In this attempt Ferguson to consider how race and sexuality demand that we reconsider the relationships between sexuality and epistemology and sexuality and power, especially in economic practices and the historiography of sexuality. Here, IK wonder if Ferguson is including Marxism while addressing political issues which Foucault did not include in his history of sexuality.
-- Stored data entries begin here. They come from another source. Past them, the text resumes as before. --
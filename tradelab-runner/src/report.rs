//! Plain-text report rendering.

use tradelab_core::engine::PerformanceMetrics;
use tradelab_core::risk::RiskReport;

use crate::monitor::MonitorSummary;

fn fmt_profit_factor(pf: f64) -> String {
    if pf.is_infinite() {
        "inf (no losing trades)".to_string()
    } else {
        format!("{pf:.2}")
    }
}

fn verdict(metrics: &PerformanceMetrics) -> &'static str {
    if metrics.win_rate >= 50.0 && metrics.profit_factor >= 1.5 {
        "good: solid hit rate with favorable payoff"
    } else if metrics.win_rate >= 40.0 && metrics.profit_factor >= 1.2 {
        "average: tradeable but thin edge"
    } else {
        "poor: strategy loses money or the edge is too small"
    }
}

/// Render the performance summary of one run.
pub fn performance_report(
    metrics: &PerformanceMetrics,
    symbol: &str,
    strategy: &str,
) -> String {
    let mut out = String::new();
    out.push_str("══════════ Backtest Performance ══════════\n");
    out.push_str(&format!("symbol:          {symbol}\n"));
    out.push_str(&format!("strategy:        {strategy}\n"));
    out.push_str(&format!(
        "capital:         {:.2} -> {:.2}\n",
        metrics.initial_capital, metrics.final_capital
    ));
    out.push_str(&format!(
        "total return:    {:+.2} ({:+.2}%)\n",
        metrics.total_return, metrics.total_return_pct
    ));
    out.push_str(&format!(
        "trades:          {} ({} wins / {} losses, {:.1}% win rate)\n",
        metrics.total_trades, metrics.winning_trades, metrics.losing_trades, metrics.win_rate
    ));
    out.push_str(&format!(
        "avg win/loss:    {:+.2} / {:+.2}\n",
        metrics.avg_profit, metrics.avg_loss
    ));
    out.push_str(&format!(
        "best/worst:      {:+.2} / {:+.2}\n",
        metrics.max_profit, metrics.max_loss
    ));
    out.push_str(&format!(
        "profit factor:   {}\n",
        fmt_profit_factor(metrics.profit_factor)
    ));
    out.push_str(&format!("max drawdown:    {:.2}%\n", metrics.max_drawdown));
    out.push_str(&format!("sharpe ratio:    {:.2}\n", metrics.sharpe_ratio));
    out.push_str(&format!("verdict:         {}\n", verdict(metrics)));
    if metrics.max_drawdown < -30.0 {
        out.push_str("warning:         drawdown exceeded 30%; sizing is too aggressive\n");
    }
    if metrics.total_trades < 20 {
        out.push_str("note:            fewer than 20 trades; results are not significant\n");
    }
    out
}

/// Render the end-of-run risk and monitoring summary.
pub fn daily_report(summary: &MonitorSummary, risk: &RiskReport) -> String {
    let mut out = String::new();
    out.push_str("══════════ Risk & Monitoring ══════════\n");
    out.push_str(&format!("balance:             {:.2}\n", risk.balance));
    out.push_str(&format!(
        "daily pnl:           {:+.2} ({:.2}% down from anchor)\n",
        risk.daily_pnl, risk.daily_loss_pct
    ));
    out.push_str(&format!(
        "exposure:            {:.1}% across {} position(s)\n",
        risk.exposure_pct, risk.open_positions
    ));
    out.push_str(&format!(
        "consecutive losses:  {}\n",
        risk.consecutive_losses
    ));
    match &risk.circuit_breaker_reason {
        Some(reason) => out.push_str(&format!("circuit breaker:     TRIPPED ({reason})\n")),
        None => out.push_str("circuit breaker:     armed\n"),
    }
    out.push_str(&format!(
        "events:              {} trades, {} denials, {} skips, {} breaker trip(s)\n",
        summary.trades_executed,
        summary.risk_denials,
        summary.insufficient_funds,
        summary.breaker_trips
    ));
    out
}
Ferguson continues his own study to understand the ways in which sexuality becomes instrumental for racial projects and formations.

Questions: How do we separate queer from gender?

Race is social but not in gender?

Is Ferguson writing in order to analyze the hierarchical structure assumed about Foucault?

 

 

 

 

 

 

 

 

 

 

 

 

 

 

 

 

 

 

 

One thought on “Kranidis-The Relevance of Race for Study of Sexuality

  1. alexislothian

    I am not sure I understand your questions fully — what is the “hierarchical structure assumed about Foucault”? And do you think that Ferguson is proposing a non-social understanding of gender?

    I think that Ferguson’s reading of The History of Sexuality in the context of later work about race is a really helpful addition to the conversations we had in class on Tuesday and Wednesday in response to Stoler and to the question of how Foucault’s analysis of power relates to the project of seeking equality. I hope we can talk about that in class!